Could you output the complete listing given below exactly?

### SUPPLIED MATERIAL:
=== Begin Enclosure ===

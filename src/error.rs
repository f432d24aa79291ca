use thiserror::Error;

#[derive(Debug, Error)]
pub enum MonitorError {
    #[error("sample rate must be greater than zero")]
    InvalidSampleRate,
    #[error("sample rate mismatch on {channel}: buffer at {expected} Hz, event at {actual} Hz")]
    RateMismatch {
        channel: String,
        expected: f64,
        actual: f64,
    },
    #[error("trace event for {0} carries no samples")]
    EmptyTrace(String),
    #[error("buffer store lock poisoned")]
    StorePoisoned,
    #[error("failed to read config {path}: {source}")]
    ConfigRead {
        path: String,
        source: std::io::Error,
    },
    #[error("failed to parse config {path}: {source}")]
    ConfigParse {
        path: String,
        source: serde_json::Error,
    },
    #[error("failed to render capture: {0}")]
    Capture(String),
}

impl<E: std::error::Error + Send + Sync + 'static> From<plotters::drawing::DrawingAreaErrorKind<E>>
    for MonitorError
{
    fn from(value: plotters::drawing::DrawingAreaErrorKind<E>) -> Self {
        MonitorError::Capture(format!("{value:?}"))
    }
}

impl From<image::ImageError> for MonitorError {
    fn from(value: image::ImageError) -> Self {
        MonitorError::Capture(value.to_string())
    }
}

impl From<time::error::Format> for MonitorError {
    fn from(value: time::error::Format) -> Self {
        MonitorError::Capture(value.to_string())
    }
}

=== End Enclosure ===

### EXERCISE ANSWER:
filename src/error.rs
repository f432d24aa79291ca
use thiserror::Error;

#[derive(Debug, Error)]
pub enum MonitorError {
    #[error("sample rate must be greater than zero")]
    InvalidSampleRate,
    #[error("sample rate mismatch on {channel}: buffer at {expected} Hz, event at {actual} Hz")]
    RateMismatch {
        channel: String,
        expected: f64,
        actual: f64,
    },
    #[error("trace event for {0} carries no samples")]
    EmptyTrace(String),
    #[error("buffer store lock poisoned")]
    StorePoisoned,
    #[error("failed to read config {path}: {source}")]
    ConfigRead {
        path: String,
        source: std::io::Error,
    },
    #[error("failed to parse config {path}: {source}")]
    ConfigParse {
        path: String,
        source: serde_json::Error,
    },
    #[error("failed to render capture: {0}")]
    Capture(String),
}

impl<E: std::error::Error + Send + Sync + 'static> From<plotters::drawing::DrawingAreaErrorKind<E>>
    for MonitorError
{
    fn from(value: plotters::drawing::DrawingAreaErrorKind<E>) -> Self {
        MonitorError::Capture(format!("{value:?}"))
    }
}

impl From<image::ImageError> for MonitorError {
    fn from(value: image::ImageError) -> Self {
        MonitorError::Capture(value.to_string())
    }
}

impl From<time::error::Format> for MonitorError {
    fn from(value: time::error::Format) -> Self {
        MonitorError::Capture(value.to_string())
    }
}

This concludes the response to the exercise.